For the records that follow, work out how many lines include "LiteralOrEnv" and give only that count.

***** Given entries

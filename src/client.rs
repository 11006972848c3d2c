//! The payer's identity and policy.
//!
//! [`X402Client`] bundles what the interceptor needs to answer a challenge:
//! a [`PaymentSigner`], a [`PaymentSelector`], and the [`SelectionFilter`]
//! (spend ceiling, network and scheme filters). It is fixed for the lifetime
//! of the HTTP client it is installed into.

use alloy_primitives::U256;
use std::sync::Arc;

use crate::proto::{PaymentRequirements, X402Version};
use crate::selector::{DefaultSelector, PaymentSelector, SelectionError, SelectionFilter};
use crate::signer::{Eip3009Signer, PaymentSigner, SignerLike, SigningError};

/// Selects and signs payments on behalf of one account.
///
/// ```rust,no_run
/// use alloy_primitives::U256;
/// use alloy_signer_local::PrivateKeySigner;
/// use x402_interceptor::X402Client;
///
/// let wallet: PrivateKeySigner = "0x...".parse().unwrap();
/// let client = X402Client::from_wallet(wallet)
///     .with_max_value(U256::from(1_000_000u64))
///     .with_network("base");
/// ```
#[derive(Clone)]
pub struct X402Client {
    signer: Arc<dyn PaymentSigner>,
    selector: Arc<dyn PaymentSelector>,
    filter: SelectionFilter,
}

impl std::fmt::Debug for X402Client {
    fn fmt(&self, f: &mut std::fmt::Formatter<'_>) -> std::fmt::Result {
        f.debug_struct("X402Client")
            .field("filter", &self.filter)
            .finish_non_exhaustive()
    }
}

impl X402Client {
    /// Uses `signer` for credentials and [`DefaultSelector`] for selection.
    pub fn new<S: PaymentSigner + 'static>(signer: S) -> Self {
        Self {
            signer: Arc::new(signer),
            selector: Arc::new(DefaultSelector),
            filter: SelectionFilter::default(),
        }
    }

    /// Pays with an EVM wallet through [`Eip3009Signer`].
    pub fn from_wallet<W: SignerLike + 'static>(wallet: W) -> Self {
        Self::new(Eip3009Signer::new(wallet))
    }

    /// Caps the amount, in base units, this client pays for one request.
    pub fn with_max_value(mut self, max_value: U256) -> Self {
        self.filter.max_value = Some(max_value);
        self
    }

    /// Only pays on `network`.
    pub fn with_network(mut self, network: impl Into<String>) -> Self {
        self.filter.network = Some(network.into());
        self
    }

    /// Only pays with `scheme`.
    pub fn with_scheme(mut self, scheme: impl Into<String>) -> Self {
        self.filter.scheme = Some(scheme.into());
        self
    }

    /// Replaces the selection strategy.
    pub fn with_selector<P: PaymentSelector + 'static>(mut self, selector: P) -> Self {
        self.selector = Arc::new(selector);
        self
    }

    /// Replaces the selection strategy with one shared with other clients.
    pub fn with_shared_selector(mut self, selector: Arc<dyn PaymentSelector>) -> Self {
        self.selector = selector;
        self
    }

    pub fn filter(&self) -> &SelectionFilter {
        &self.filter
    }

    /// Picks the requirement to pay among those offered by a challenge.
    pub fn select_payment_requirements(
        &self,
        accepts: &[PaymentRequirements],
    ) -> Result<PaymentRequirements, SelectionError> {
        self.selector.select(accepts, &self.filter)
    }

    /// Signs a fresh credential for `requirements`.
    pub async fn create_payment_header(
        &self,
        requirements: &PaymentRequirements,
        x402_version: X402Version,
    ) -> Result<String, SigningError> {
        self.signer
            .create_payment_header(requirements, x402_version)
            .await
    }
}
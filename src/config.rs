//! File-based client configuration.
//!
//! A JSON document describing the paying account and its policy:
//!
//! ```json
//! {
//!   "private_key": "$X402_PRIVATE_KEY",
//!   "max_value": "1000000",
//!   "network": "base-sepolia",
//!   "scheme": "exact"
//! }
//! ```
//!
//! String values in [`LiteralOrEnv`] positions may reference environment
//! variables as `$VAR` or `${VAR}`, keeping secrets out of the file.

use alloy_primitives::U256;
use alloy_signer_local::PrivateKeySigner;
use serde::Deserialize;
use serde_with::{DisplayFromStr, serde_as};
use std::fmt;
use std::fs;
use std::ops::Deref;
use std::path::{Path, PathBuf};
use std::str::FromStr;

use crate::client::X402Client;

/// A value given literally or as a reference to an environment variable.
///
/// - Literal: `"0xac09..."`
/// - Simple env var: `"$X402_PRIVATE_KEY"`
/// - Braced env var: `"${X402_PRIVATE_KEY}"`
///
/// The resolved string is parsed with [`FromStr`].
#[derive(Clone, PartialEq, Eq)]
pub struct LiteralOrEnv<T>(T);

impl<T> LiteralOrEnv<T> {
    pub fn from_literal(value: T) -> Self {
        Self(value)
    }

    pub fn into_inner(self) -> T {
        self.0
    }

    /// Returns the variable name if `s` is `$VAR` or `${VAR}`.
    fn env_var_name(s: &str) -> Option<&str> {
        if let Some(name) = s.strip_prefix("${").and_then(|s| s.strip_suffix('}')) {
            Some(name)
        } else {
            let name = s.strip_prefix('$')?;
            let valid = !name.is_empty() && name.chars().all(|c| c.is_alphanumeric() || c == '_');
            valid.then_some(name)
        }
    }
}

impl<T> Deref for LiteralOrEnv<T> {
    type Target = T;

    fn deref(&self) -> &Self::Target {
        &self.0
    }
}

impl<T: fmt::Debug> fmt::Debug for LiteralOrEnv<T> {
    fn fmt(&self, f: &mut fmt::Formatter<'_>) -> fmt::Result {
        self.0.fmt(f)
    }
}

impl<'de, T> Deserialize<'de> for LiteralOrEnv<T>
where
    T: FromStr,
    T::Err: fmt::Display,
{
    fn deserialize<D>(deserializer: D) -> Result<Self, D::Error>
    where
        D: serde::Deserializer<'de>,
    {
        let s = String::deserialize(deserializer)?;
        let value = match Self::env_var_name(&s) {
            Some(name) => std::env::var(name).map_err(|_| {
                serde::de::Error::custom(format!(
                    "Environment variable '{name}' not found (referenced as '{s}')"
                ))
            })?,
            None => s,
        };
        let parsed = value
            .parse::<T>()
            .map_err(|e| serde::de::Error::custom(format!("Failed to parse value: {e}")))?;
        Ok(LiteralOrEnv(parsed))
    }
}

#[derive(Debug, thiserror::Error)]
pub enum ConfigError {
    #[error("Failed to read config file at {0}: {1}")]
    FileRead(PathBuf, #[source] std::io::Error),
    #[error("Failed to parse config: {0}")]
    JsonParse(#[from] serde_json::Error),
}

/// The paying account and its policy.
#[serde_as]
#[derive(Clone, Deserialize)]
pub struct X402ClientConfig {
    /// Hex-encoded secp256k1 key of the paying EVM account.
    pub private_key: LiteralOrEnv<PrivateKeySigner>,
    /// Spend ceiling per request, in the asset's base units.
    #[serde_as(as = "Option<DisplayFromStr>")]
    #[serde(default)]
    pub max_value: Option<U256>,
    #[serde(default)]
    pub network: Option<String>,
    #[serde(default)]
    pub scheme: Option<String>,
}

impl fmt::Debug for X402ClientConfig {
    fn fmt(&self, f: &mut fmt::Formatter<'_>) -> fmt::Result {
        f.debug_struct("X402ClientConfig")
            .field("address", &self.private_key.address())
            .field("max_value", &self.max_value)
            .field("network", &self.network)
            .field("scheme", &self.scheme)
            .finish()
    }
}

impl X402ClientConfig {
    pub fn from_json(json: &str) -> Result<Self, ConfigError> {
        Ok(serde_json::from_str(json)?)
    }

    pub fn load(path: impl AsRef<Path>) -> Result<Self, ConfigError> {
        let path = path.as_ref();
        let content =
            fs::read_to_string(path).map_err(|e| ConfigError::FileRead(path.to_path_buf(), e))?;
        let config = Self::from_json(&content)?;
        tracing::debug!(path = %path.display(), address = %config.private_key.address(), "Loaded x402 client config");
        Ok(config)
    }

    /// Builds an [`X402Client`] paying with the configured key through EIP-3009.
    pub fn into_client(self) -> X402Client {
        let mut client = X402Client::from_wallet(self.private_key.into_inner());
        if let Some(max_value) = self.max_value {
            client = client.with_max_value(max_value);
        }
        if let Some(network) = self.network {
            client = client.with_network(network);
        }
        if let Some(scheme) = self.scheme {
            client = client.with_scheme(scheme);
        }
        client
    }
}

**********
***** Given entries

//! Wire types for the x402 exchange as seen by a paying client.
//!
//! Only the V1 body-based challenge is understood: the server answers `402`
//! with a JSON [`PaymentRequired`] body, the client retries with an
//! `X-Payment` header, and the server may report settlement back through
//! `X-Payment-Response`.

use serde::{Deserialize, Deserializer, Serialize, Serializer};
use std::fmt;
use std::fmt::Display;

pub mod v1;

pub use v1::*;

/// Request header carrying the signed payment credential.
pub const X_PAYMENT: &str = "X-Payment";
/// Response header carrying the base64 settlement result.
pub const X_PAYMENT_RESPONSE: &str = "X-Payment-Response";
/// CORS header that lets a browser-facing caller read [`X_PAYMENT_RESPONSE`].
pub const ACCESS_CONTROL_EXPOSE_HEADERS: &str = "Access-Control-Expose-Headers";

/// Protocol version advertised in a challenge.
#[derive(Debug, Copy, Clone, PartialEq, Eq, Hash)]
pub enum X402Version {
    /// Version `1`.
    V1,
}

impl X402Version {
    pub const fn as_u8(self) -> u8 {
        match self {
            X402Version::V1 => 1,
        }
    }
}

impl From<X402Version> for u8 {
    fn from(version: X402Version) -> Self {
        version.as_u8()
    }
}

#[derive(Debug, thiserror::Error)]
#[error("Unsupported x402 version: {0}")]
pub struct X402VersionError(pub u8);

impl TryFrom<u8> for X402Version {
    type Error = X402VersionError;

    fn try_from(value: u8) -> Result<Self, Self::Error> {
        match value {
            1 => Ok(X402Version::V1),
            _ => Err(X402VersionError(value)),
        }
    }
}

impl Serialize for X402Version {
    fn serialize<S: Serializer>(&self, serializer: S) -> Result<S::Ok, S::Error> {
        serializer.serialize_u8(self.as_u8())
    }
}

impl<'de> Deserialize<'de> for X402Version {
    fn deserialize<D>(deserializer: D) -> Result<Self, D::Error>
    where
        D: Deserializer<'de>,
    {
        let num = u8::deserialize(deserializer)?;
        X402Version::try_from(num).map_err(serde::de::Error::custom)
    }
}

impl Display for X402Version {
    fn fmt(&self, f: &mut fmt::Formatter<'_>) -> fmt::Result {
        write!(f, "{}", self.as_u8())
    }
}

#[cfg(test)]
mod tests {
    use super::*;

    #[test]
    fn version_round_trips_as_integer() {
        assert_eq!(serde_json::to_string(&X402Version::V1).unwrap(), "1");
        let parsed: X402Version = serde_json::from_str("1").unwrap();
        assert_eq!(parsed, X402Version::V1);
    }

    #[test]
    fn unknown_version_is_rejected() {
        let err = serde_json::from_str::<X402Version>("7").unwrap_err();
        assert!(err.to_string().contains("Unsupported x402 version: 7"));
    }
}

**********

Exercise answer: 8